The Alliance for Industrial Efficiency is a growing coalition of business, labor, and non-profit organizations that advocate for policies that increase U.S. manufacturing competitiveness through industrial energy efficiency, especially the use of Combined Heat and Power (CHP) and Waste Heat to Power (WHP). CHP and WHP could provide 20 percent of America’s electricity while cutting emissions and slashing energy costs for U.S. manufacturers. To date, the Alliance has focused on improving financing for CHP and WHP, increasing demand for CHP and WHP, and incorporating CHP and WHP in the Environmental Protection Agency’s Clean Air Act rules.

The Alliance coordinates its members’ lobbying of Congress and the Administration, develops coordinated communications strategies, and mobilizes members and affiliates to support expanded awareness of industrial efficiency. The Alliance is guided by a Steering Committee of its members and staffed by David Gardiner & Associates.

To learn more about the work we do, review our 2016 accomplishments.
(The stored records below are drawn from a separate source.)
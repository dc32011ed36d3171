use serde::{Deserialize, Serialize};

fn lowercase_all(values: Option<Vec<String>>) -> Option<Vec<String>> {
    values.map(|v| v.into_iter().map(|s| s.to_ascii_lowercase()).collect())
}

fn concat_opt<T>(a: Option<Vec<T>>, b: Option<Vec<T>>) -> Option<Vec<T>> {
    match (a, b) {
        (None, None) => None,
        (Some(a), None) => Some(a),
        (None, Some(b)) => Some(b),
        (Some(mut a), Some(b)) => {
            a.extend(b);
            Some(a)
        }
    }
}

/// A filter matching logs by address and indexed topics.
#[derive(Debug, Clone, Default, PartialEq, Eq, Serialize, Deserialize)]
#[serde(rename_all = "camelCase")]
pub struct LogFilter {
    /// Lowercase hex contract addresses to match.
    #[serde(default, skip_serializing_if = "Option::is_none")]
    pub address: Option<Vec<String>>,
    /// Lowercase hex values for topic position 0.
    #[serde(default, skip_serializing_if = "Option::is_none")]
    pub topic0: Option<Vec<String>>,
    /// Lowercase hex values for topic position 1.
    #[serde(default, skip_serializing_if = "Option::is_none")]
    pub topic1: Option<Vec<String>>,
    /// Lowercase hex values for topic position 2.
    #[serde(default, skip_serializing_if = "Option::is_none")]
    pub topic2: Option<Vec<String>>,
    /// Lowercase hex values for topic position 3.
    #[serde(default, skip_serializing_if = "Option::is_none")]
    pub topic3: Option<Vec<String>>,
    /// Also return the transaction that emitted matching logs.
    #[serde(default, skip_serializing_if = "std::ops::Not::not")]
    pub transaction: bool,
    /// Also return traces of the transaction that emitted matching logs.
    #[serde(default, skip_serializing_if = "std::ops::Not::not")]
    pub transaction_traces: bool,
    /// Also return all logs of the transaction that emitted matching logs.
    #[serde(default, skip_serializing_if = "std::ops::Not::not")]
    pub transaction_logs: bool,
    /// Also return state diffs of the transaction that emitted matching logs.
    #[serde(default, skip_serializing_if = "std::ops::Not::not")]
    pub transaction_state_diffs: bool,
}

impl LogFilter {
    /// Normalize hex arrays to lowercase. Called once, at `add_*` time.
    pub fn normalized(mut self) -> Self {
        self.address = lowercase_all(self.address);
        self.topic0 = lowercase_all(self.topic0);
        self.topic1 = lowercase_all(self.topic1);
        self.topic2 = lowercase_all(self.topic2);
        self.topic3 = lowercase_all(self.topic3);
        self
    }

    /// Concatenate `self` with `other`, in that order.
    pub fn concat(self, other: Self) -> Self {
        Self {
            address: concat_opt(self.address, other.address),
            topic0: concat_opt(self.topic0, other.topic0),
            topic1: concat_opt(self.topic1, other.topic1),
            topic2: concat_opt(self.topic2, other.topic2),
            topic3: concat_opt(self.topic3, other.topic3),
            transaction: self.transaction || other.transaction,
            transaction_traces: self.transaction_traces || other.transaction_traces,
            transaction_logs: self.transaction_logs || other.transaction_logs,
            transaction_state_diffs: self.transaction_state_diffs || other.transaction_state_diffs,
        }
    }
}

/// A filter matching transactions by sender, recipient, or selector.
#[derive(Debug, Clone, Default, PartialEq, Eq, Serialize, Deserialize)]
#[serde(rename_all = "camelCase")]
pub struct TransactionFilter {
    /// Lowercase hex recipient addresses.
    #[serde(default, skip_serializing_if = "Option::is_none")]
    pub to: Option<Vec<String>>,
    /// Lowercase hex sender addresses.
    #[serde(default, skip_serializing_if = "Option::is_none")]
    pub from: Option<Vec<String>>,
    /// Lowercase hex 4-byte function selectors.
    #[serde(default, skip_serializing_if = "Option::is_none")]
    pub sighash: Option<Vec<String>>,
    /// EIP-2718 transaction type numbers.
    #[serde(default, skip_serializing_if = "Option::is_none")]
    pub r#type: Option<Vec<u8>>,
    /// Also return logs emitted by matching transactions.
    #[serde(default, skip_serializing_if = "std::ops::Not::not")]
    pub logs: bool,
    /// Also return traces of matching transactions.
    #[serde(default, skip_serializing_if = "std::ops::Not::not")]
    pub traces: bool,
    /// Also return state diffs of matching transactions.
    #[serde(default, skip_serializing_if = "std::ops::Not::not")]
    pub state_diffs: bool,
}

impl TransactionFilter {
    /// Normalize hex arrays to lowercase. Called once, at `add_*` time.
    pub fn normalized(mut self) -> Self {
        self.to = lowercase_all(self.to);
        self.from = lowercase_all(self.from);
        self.sighash = lowercase_all(self.sighash);
        self
    }

    /// Concatenate `self` with `other`, in that order.
    pub fn concat(self, other: Self) -> Self {
        Self {
            to: concat_opt(self.to, other.to),
            from: concat_opt(self.from, other.from),
            sighash: concat_opt(self.sighash, other.sighash),
            r#type: concat_opt(self.r#type, other.r#type),
            logs: self.logs || other.logs,
            traces: self.traces || other.traces,
            state_diffs: self.state_diffs || other.state_diffs,
        }
    }
}

/// A filter matching call/create/suicide/reward traces.
#[derive(Debug, Clone, Default, PartialEq, Eq, Serialize, Deserialize)]
#[serde(rename_all = "camelCase")]
pub struct TraceFilter {
    /// Trace type names to match (`"call"`, `"create"`, `"suicide"`, `"reward"`).
    #[serde(default, skip_serializing_if = "Option::is_none")]
    pub r#type: Option<Vec<String>>,
    /// Lowercase hex addresses that created a matching contract.
    #[serde(default, skip_serializing_if = "Option::is_none")]
    pub create_from: Option<Vec<String>>,
    /// Lowercase hex call targets.
    #[serde(default, skip_serializing_if = "Option::is_none")]
    pub call_to: Option<Vec<String>>,
    /// Lowercase hex call senders.
    #[serde(default, skip_serializing_if = "Option::is_none")]
    pub call_from: Option<Vec<String>>,
    /// Lowercase hex 4-byte function selectors on call traces.
    #[serde(default, skip_serializing_if = "Option::is_none")]
    pub call_sighash: Option<Vec<String>>,
    /// Lowercase hex addresses refunded on a suicide/selfdestruct trace.
    #[serde(default, skip_serializing_if = "Option::is_none")]
    pub suicide_refund_address: Option<Vec<String>>,
    /// Lowercase hex block-reward beneficiary addresses.
    #[serde(default, skip_serializing_if = "Option::is_none")]
    pub reward_author: Option<Vec<String>>,
    /// Also return the transaction containing the matching trace.
    #[serde(default, skip_serializing_if = "std::ops::Not::not")]
    pub transaction: bool,
    /// Also return all logs of the transaction containing the matching trace.
    #[serde(default, skip_serializing_if = "std::ops::Not::not")]
    pub transaction_logs: bool,
    /// Also return subtraces of the matching trace.
    #[serde(default, skip_serializing_if = "std::ops::Not::not")]
    pub subtraces: bool,
    /// Also return ancestor traces of the matching trace.
    #[serde(default, skip_serializing_if = "std::ops::Not::not")]
    pub parents: bool,
}

impl TraceFilter {
    /// Normalize hex arrays to lowercase. Called once, at `add_*` time.
    pub fn normalized(mut self) -> Self {
        self.create_from = lowercase_all(self.create_from);
        self.call_to = lowercase_all(self.call_to);
        self.call_from = lowercase_all(self.call_from);
        self.call_sighash = lowercase_all(self.call_sighash);
        self.suicide_refund_address = lowercase_all(self.suicide_refund_address);
        self.reward_author = lowercase_all(self.reward_author);
        self
    }

    /// Concatenate `self` with `other`, in that order.
    pub fn concat(self, other: Self) -> Self {
        Self {
            r#type: concat_opt(self.r#type, other.r#type),
            create_from: concat_opt(self.create_from, other.create_from),
            call_to: concat_opt(self.call_to, other.call_to),
            call_from: concat_opt(self.call_from, other.call_from),
            call_sighash: concat_opt(self.call_sighash, other.call_sighash),
            suicide_refund_address: concat_opt(
                self.suicide_refund_address,
                other.suicide_refund_address,
            ),
            reward_author: concat_opt(self.reward_author, other.reward_author),
            transaction: self.transaction || other.transaction,
            transaction_logs: self.transaction_logs || other.transaction_logs,
            subtraces: self.subtraces || other.subtraces,
            parents: self.parents || other.parents,
        }
    }
}

/// A filter matching state diffs by address, storage key, and kind.
#[derive(Debug, Clone, Default, PartialEq, Eq, Serialize, Deserialize)]
#[serde(rename_all = "camelCase")]
pub struct StateDiffFilter {
    /// Lowercase hex account addresses.
    #[serde(default, skip_serializing_if = "Option::is_none")]
    pub address: Option<Vec<String>>,
    /// Lowercase hex storage keys.
    #[serde(default, skip_serializing_if = "Option::is_none")]
    pub key: Option<Vec<String>>,
    /// Diff kind names (`"balance"`, `"nonce"`, `"code"`, `"storage"`).
    #[serde(default, skip_serializing_if = "Option::is_none")]
    pub kind: Option<Vec<String>>,
    /// Also return the transaction that produced the matching state diff.
    #[serde(default, skip_serializing_if = "std::ops::Not::not")]
    pub transaction: bool,
}

impl StateDiffFilter {
    /// Normalize hex arrays to lowercase. Called once, at `add_*` time.
    pub fn normalized(mut self) -> Self {
        self.address = lowercase_all(self.address);
        self.key = lowercase_all(self.key);
        self
    }

    /// Concatenate `self` with `other`, in that order.
    pub fn concat(self, other: Self) -> Self {
        Self {
            address: concat_opt(self.address, other.address),
            key: concat_opt(self.key, other.key),
            kind: concat_opt(self.kind, other.kind),
            transaction: self.transaction || other.transaction,
        }
    }
}

#[cfg(test)]
mod tests {
    use super::*;

    #[test]
    fn normalize_lowercases_hex_at_add_time() {
        let f = LogFilter { address: Some(vec!["0xABCD".into()]), ..Default::default() }.normalized();
        assert_eq!(f.address, Some(vec!["0xabcd".into()]));
    }

    #[test]
    fn concat_is_none_when_both_sides_empty() {
        let merged = LogFilter::default().concat(LogFilter::default());
        assert_eq!(merged.address, None);
    }

    #[test]
    fn concat_ors_booleans() {
        let a = LogFilter { transaction: true, ..Default::default() };
        let b = LogFilter { transaction_logs: true, ..Default::default() };
        let merged = a.concat(b);
        assert!(merged.transaction);
        assert!(merged.transaction_logs);
    }
}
Who’s involved? Check out a current list of our members or download our Who We Are fact sheet.

Join the Alliance

About CHP and WHP

Roughly two-thirds of energy inputs are simply emitted into the air – costing businesses money and increasing pollution. Combined Heat and Power (CHP) and Waste Heat to Power (WHP) capture this lost heat and reuse it to produce more power or to heat or cool buildings. By using a single source to generate both heat and power, a CHP facility can be twice as efficient as traditional power generation, while WHP can produce emission-free power from heat otherwise vented into the air. This lowers energy use and makes American manufacturers both cleaner and more competitive. Moreover, because CHP systems can operate independent of the grid, facilities with CHP are able to keep the heat and lights on if the grid fails during extreme weather events.

According to the Department of Energy, CHP and WHP could supply 20 percent of U.S. electric capacity by 2030. At that level of deployment we could:

  • Create nearly 1 million new highly-skilled technical jobs across the country;
  • Save the United States more than 5 quadrillion Btu (Quads) of fuel annually, the equivalent of nearly half the total energy currently consumed by U.S. households;
  • Produce 200,000 megawatts of power, equal to the capacity of 400 power plants;
  • Reduce carbon dioxide emissions by more than 800 million metric tons per year – the equivalent of removing more than half of the current passenger vehicles from the road.


CHP and WHP are not new technologies. In fact, CHP already provides 9 percent of the electric capacity in the United States – and with the right policies, this number will continue to grow. To see CHP in action, watch this short illustrated video prepared by Alliance Steering Committee member, The Pew Charitable Trusts:


Washington, D.C. Area Office

David Gardiner & Associates, LLC

2101 Wilson Blvd., Suite 550

Arlington, VA 22201

For more information or to participate in this effort, email the Alliance or contact Jennifer Kefer, Executive Director of the Alliance for Industrial Efficiency, (202) 816-9302, jennifer@dgardiner.com



If you are interested in employment, internships, or consulting at the Alliance for Industrial Efficiency, please email jobs@dgardiner.com.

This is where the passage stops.